Bahram, who earned his undergraduate and master’s degrees from NC State, is currently a Ph.D. student in computer science. His research focuses on improving the interaction between users and technology. This field of study is of particular importance to Bahram, who is blind.
“The leaders we’ve selected as Champions of Change are proving that when the playing field is level, people with disabilities can excel in STEM, develop new products, create scientific inventions, open successful businesses, and contribute equally to the economic and educational future of our country,” says Kareem Dale, Special Assistant to the President for Disability Policy.
“My goals are to use technology to facilitate access to all kinds of information for users with various functional limitations or specific needs,” Bahram says. “Whether that’s allowing blind users to understand and interact with maps, flow charts, bar charts or graphs, or helping webpages become more accessible by providing content creators with the ability to check them against an automated system.”
Bahram has already developed a prototype system called Touch It, Key It, Speak It (TIKISI), which allows computer users to access graphical information in an “eyes free” fashion. TIKISI can already be used to help blind users interact with Google Maps, and Bahram is working with other researchers to apply it to other materials, such as flow charts.
“When I was a child I made a conscious decision to have a positive outlook on life,” Bahram says. “That attitude has served me well. And when I began working on my Ph.D., I realized I had an opportunity to affect the kinds of changes I wished existed when I was younger and struggling to learn STEM topics. With TIKISI, I’m hoping to give low-income and under-privileged people access to these educational tools. This technology works with a smart phone or a tablet – you don’t need expensive, proprietary technologies that can be an obstacle for the disadvantaged.”

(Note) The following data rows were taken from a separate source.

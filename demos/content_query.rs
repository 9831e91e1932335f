//! Seeds a small product catalog and reads it back through the content client.
//!
//! Set `CMS_DATABASE_URL` (for example `http://127.0.0.1:9000/?ns=cms-demo`) to
//! run against a Realtime Database emulator; without it the data stays in memory.

use realtime_cms::cms::{Cms, CmsConfig, CmsEvent, CmsResult, MenuStructure, QueryOptions};
use realtime_cms::database::EventKind;
use realtime_cms::logger::{set_log_level, LogLevel};
use serde_json::json;

#[tokio::main(flavor = "current_thread")]
async fn main() -> Result<(), Box<dyn std::error::Error>> {
    set_log_level(LogLevel::Debug)?;

    let mut config = CmsConfig::default().with_locales(["en-US", "de-DE"]);
    config.database_url = std::env::var("CMS_DATABASE_URL").ok();
    let cms = Cms::initialize(config)?;
    let content = cms.content();

    content
        .set(
            "products",
            json!({
                "1491827711368": {
                    "titleA": "Metris Shower/Bath Finish Set Round Large",
                    "price": "123.00",
                    "category": "shower"
                },
                "1491827799120": {
                    "titleA": "Talis Kitchen Faucet",
                    "price": "249.00",
                    "category": "kitchen"
                }
            }),
        )
        .await?;

    // Watch price changes while the demo runs.
    let subscription = content
        .subscribe(
            "products",
            EventKind::ChildChanged,
            &QueryOptions::new().fields(["price"]),
            |event: CmsResult<CmsEvent>| match event {
                Ok(event) => println!("changed {:?}: {}", event.key, event.value),
                Err(err) => eprintln!("subscription failed: {err}"),
            },
        )
        .await?;

    let entry = content
        .get(
            ("products", "1491827711368"),
            &QueryOptions::from_value(&json!({ "fields": ["titleA", "price"] }))?,
        )
        .await?;
    println!("entry: {entry}");

    let showers = content
        .get_by_field("products", "category", "shower", &QueryOptions::new())
        .await?;
    println!("showers: {showers}");

    let key = content
        .add("products", json!({ "titleA": "Raindance Hand Shower", "price": "89.00" }))
        .await?;
    println!("added product {key}");

    content
        .update(
            "products",
            serde_json::from_value(json!({ "1491827711368/price": "119.00" }))?,
        )
        .await?;

    cms.navigation()
        .set(
            "main",
            json!({
                "items": [
                    { "id": 1, "title": "Bathroom", "order": 1, "parentIndex": 0 },
                    { "id": 2, "title": "Showers", "order": 1, "parentIndex": 1 }
                ]
            }),
        )
        .await?;
    let menu = cms
        .navigation()
        .get_items("main", MenuStructure::Nested, &QueryOptions::new())
        .await?;
    println!("menu: {menu}");

    subscription.unsubscribe();
    Ok(())
}
use std::fmt::{Display, Formatter};
use std::sync::LazyLock;

use serde_json::Value;

use crate::database::DatabaseError;
use crate::util::{ErrorFactory, ErrorMap, TaggedError};

/// Tag every domain error message starts with.
pub const PRODUCT_TAG: &str = "[CMS]";

const ERRORS: ErrorMap = &[
    ("missing-argument", "Missing required argument: {$name}"),
    (
        "invalid-order-by-child",
        "orderByChild must be a non-empty string, got {$value}",
    ),
    ("invalid-options", "Invalid option {$option}: {$reason}"),
    (
        "unsupported-locale",
        "Locale \"{$locale}\" is not one of the configured locales ({$allowed})",
    ),
    (
        "unsupported-environment",
        "Environment \"{$environment}\" is not one of the configured environments ({$allowed})",
    ),
];

static ERROR_FACTORY: LazyLock<ErrorFactory> =
    LazyLock::new(|| ErrorFactory::new(PRODUCT_TAG, "cms", ERRORS));

#[derive(Clone, Debug, PartialEq, Eq)]
pub enum CmsErrorCode {
    MissingArgument,
    InvalidOrderByChild,
    InvalidOptions,
    UnsupportedLocale,
    UnsupportedEnvironment,
    /// Failure reported by the underlying store, passed through untouched.
    Store,
}

impl CmsErrorCode {
    pub fn as_str(&self) -> &'static str {
        match self {
            CmsErrorCode::MissingArgument => "cms/missing-argument",
            CmsErrorCode::InvalidOrderByChild => "cms/invalid-order-by-child",
            CmsErrorCode::InvalidOptions => "cms/invalid-options",
            CmsErrorCode::UnsupportedLocale => "cms/unsupported-locale",
            CmsErrorCode::UnsupportedEnvironment => "cms/unsupported-environment",
            CmsErrorCode::Store => "cms/store",
        }
    }
}

#[derive(Clone, Debug)]
pub struct CmsError {
    pub code: CmsErrorCode,
    message: String,
    store: Option<DatabaseError>,
}

impl CmsError {
    fn tagged(code: CmsErrorCode, error: TaggedError) -> Self {
        Self {
            code,
            message: error.message,
            store: None,
        }
    }

    pub fn code_str(&self) -> &'static str {
        self.code.as_str()
    }

    pub fn message(&self) -> &str {
        &self.message
    }

    /// The store failure this error wraps, if any.
    pub fn store_error(&self) -> Option<&DatabaseError> {
        self.store.as_ref()
    }

    pub fn is_store_error(&self) -> bool {
        self.code == CmsErrorCode::Store
    }
}

impl Display for CmsError {
    fn fmt(&self, f: &mut Formatter<'_>) -> std::fmt::Result {
        f.write_str(&self.message)
    }
}

impl std::error::Error for CmsError {
    fn source(&self) -> Option<&(dyn std::error::Error + 'static)> {
        self.store
            .as_ref()
            .map(|err| err as &(dyn std::error::Error + 'static))
    }
}

impl From<DatabaseError> for CmsError {
    fn from(err: DatabaseError) -> Self {
        Self {
            code: CmsErrorCode::Store,
            message: err.to_string(),
            store: Some(err),
        }
    }
}

pub type CmsResult<T> = Result<T, CmsError>;

pub fn missing_argument(name: &str) -> CmsError {
    CmsError::tagged(
        CmsErrorCode::MissingArgument,
        ERROR_FACTORY.create_with_data("missing-argument", [("name", name)]),
    )
}

pub fn invalid_order_by_child(value: &Value) -> CmsError {
    CmsError::tagged(
        CmsErrorCode::InvalidOrderByChild,
        ERROR_FACTORY.create_with_data("invalid-order-by-child", [("value", value.to_string())]),
    )
}

pub fn invalid_options(option: &str, reason: impl Into<String>) -> CmsError {
    CmsError::tagged(
        CmsErrorCode::InvalidOptions,
        ERROR_FACTORY.create_with_data(
            "invalid-options",
            [("option", option.to_string()), ("reason", reason.into())],
        ),
    )
}

pub fn unsupported_locale(locale: &str, allowed: &[String]) -> CmsError {
    CmsError::tagged(
        CmsErrorCode::UnsupportedLocale,
        ERROR_FACTORY.create_with_data(
            "unsupported-locale",
            [("locale", locale.to_string()), ("allowed", allowed.join(", "))],
        ),
    )
}

pub fn unsupported_environment(environment: &str, allowed: &[String]) -> CmsError {
    CmsError::tagged(
        CmsErrorCode::UnsupportedEnvironment,
        ERROR_FACTORY.create_with_data(
            "unsupported-environment",
            [
                ("environment", environment.to_string()),
                ("allowed", allowed.join(", ")),
            ],
        ),
    )
}

/// Whether `message` came from this crate's domain validation rather than
/// from the store.
pub fn is_domain_message(message: &str) -> bool {
    ERROR_FACTORY.is_tagged(message)
}

#[cfg(test)]
mod tests {
    use super::*;
    use crate::database::error::permission_denied;
    use serde_json::json;

    #[test]
    fn domain_errors_are_prefixed() {
        let err = missing_argument("locale");
        assert_eq!(err.code_str(), "cms/missing-argument");
        assert_eq!(err.to_string(), "[CMS] Missing required argument: locale");
        assert!(is_domain_message(err.message()));

        let err = invalid_order_by_child(&json!(true));
        assert_eq!(
            err.message(),
            "[CMS] orderByChild must be a non-empty string, got true"
        );
    }

    #[test]
    fn store_errors_pass_through_unchanged() {
        let store = permission_denied("Permission denied");
        let err = CmsError::from(store.clone());
        assert!(err.is_store_error());
        assert_eq!(err.to_string(), store.to_string());
        assert!(!is_domain_message(err.message()));
        assert_eq!(err.store_error().map(|e| e.code_str()), Some(store.code_str()));
        assert!(std::error::Error::source(&err).is_some());
    }

    #[test]
    fn allow_list_errors_name_the_allowed_values() {
        let allowed = vec!["en-US".to_string(), "de-DE".to_string()];
        let err = unsupported_locale("fr-FR", &allowed);
        assert_eq!(err.code, CmsErrorCode::UnsupportedLocale);
        assert!(err.message().contains("en-US, de-DE"));
    }
}
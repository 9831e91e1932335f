//! Applies [`QueryOptions`] ordering and filters to a store query.

use std::sync::LazyLock;

use serde_json::Value;

use crate::cms::error::{invalid_order_by_child, CmsError, CmsResult};
use crate::cms::options::{FilterKey, QueryOptions};
use crate::database::{DatabaseError, DatabaseQuery};
use crate::logger::Logger;

static LOGGER: LazyLock<Logger> = LazyLock::new(|| Logger::new("@cms/query"));

/// Immutable query builder the compositor drives. Every call consumes the
/// builder and returns a new one.
pub trait QueryBuilder: Sized {
    type Error;

    fn order_by_child(self, path: &str) -> Result<Self, Self::Error>;
    fn order_by_value(self) -> Result<Self, Self::Error>;
    fn order_by_key(self) -> Result<Self, Self::Error>;
    fn limit_to_first(self, limit: u32) -> Result<Self, Self::Error>;
    fn limit_to_last(self, limit: u32) -> Result<Self, Self::Error>;
    fn start_at(self, value: Value) -> Result<Self, Self::Error>;
    fn end_at(self, value: Value) -> Result<Self, Self::Error>;
    fn equal_to(self, value: Value) -> Result<Self, Self::Error>;
}

impl QueryBuilder for DatabaseQuery {
    type Error = DatabaseError;

    fn order_by_child(self, path: &str) -> Result<Self, Self::Error> {
        DatabaseQuery::order_by_child(self, path)
    }

    fn order_by_value(self) -> Result<Self, Self::Error> {
        DatabaseQuery::order_by_value(self)
    }

    fn order_by_key(self) -> Result<Self, Self::Error> {
        DatabaseQuery::order_by_key(self)
    }

    fn limit_to_first(self, limit: u32) -> Result<Self, Self::Error> {
        DatabaseQuery::limit_to_first(self, limit)
    }

    fn limit_to_last(self, limit: u32) -> Result<Self, Self::Error> {
        DatabaseQuery::limit_to_last(self, limit)
    }

    fn start_at(self, value: Value) -> Result<Self, Self::Error> {
        DatabaseQuery::start_at(self, value)
    }

    fn end_at(self, value: Value) -> Result<Self, Self::Error> {
        DatabaseQuery::end_at(self, value)
    }

    fn equal_to(self, value: Value) -> Result<Self, Self::Error> {
        DatabaseQuery::equal_to(self, value)
    }
}

/// Applies at most one ordering: child, then value, then key. Without any
/// ordering directive the query is returned as is.
pub fn apply_order_by<Q>(query: Q, options: &QueryOptions) -> CmsResult<Q>
where
    Q: QueryBuilder,
    CmsError: From<Q::Error>,
{
    if let Some(child) = &options.order_by_child {
        return match child {
            Value::String(path) if !path.is_empty() => {
                LOGGER.debug(format!("orderByChild({path})"));
                Ok(query.order_by_child(path)?)
            }
            other => Err(invalid_order_by_child(other)),
        };
    }
    if options.order_by_value {
        LOGGER.debug("orderByValue()");
        return Ok(query.order_by_value()?);
    }
    if options.order_by_key {
        LOGGER.debug("orderByKey()");
        return Ok(query.order_by_key()?);
    }
    Ok(query)
}

/// Applies every present filter in [`FilterKey::ORDER`]. Without any filter
/// the query is returned as is.
pub fn apply_filters<Q>(query: Q, options: &QueryOptions) -> CmsResult<Q>
where
    Q: QueryBuilder,
    CmsError: From<Q::Error>,
{
    if !options.has_filters() {
        return Ok(query);
    }

    FilterKey::ORDER.iter().try_fold(query, |query, key| -> CmsResult<Q> {
        let next = match key {
            FilterKey::LimitToFirst => match options.limit_to_first {
                Some(limit) => query.limit_to_first(limit)?,
                None => return Ok(query),
            },
            FilterKey::LimitToLast => match options.limit_to_last {
                Some(limit) => query.limit_to_last(limit)?,
                None => return Ok(query),
            },
            FilterKey::StartAt => match &options.start_at {
                Some(value) => query.start_at(value.clone())?,
                None => return Ok(query),
            },
            FilterKey::EndAt => match &options.end_at {
                Some(value) => query.end_at(value.clone())?,
                None => return Ok(query),
            },
            FilterKey::EqualTo => match &options.equal_to {
                Some(value) => query.equal_to(value.clone())?,
                None => return Ok(query),
            },
        };
        LOGGER.debug(format!("applied {}", key.as_str()));
        Ok(next)
    })
}

/// Ordering followed by filters.
pub fn compose_query<Q>(query: Q, options: &QueryOptions) -> CmsResult<Q>
where
    Q: QueryBuilder,
    CmsError: From<Q::Error>,
{
    apply_filters(apply_order_by(query, options)?, options)
}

Bahram attributes his success, in part, to the support he’s received at NC State. “I have had some absolutely amazing professors,” Bahram says. “I had a chemistry professor, Dr. [Lori] Petrovich, who would work with me after class every day, bringing in stones and other items from her garden, just to lay out electron diagrams and orbital graphs. She would literally reteach the lecture she had just given, with hands-on examples so that I could follow what was going on. The amazing part of this is that she wasn’t the only one. Other professors would read me the exams themselves, make models, or spend countless hours outside of class. It also should be mentioned that every professor in the computer science department has been truly excellent.
“I wouldn’t choose to be part of any other university.”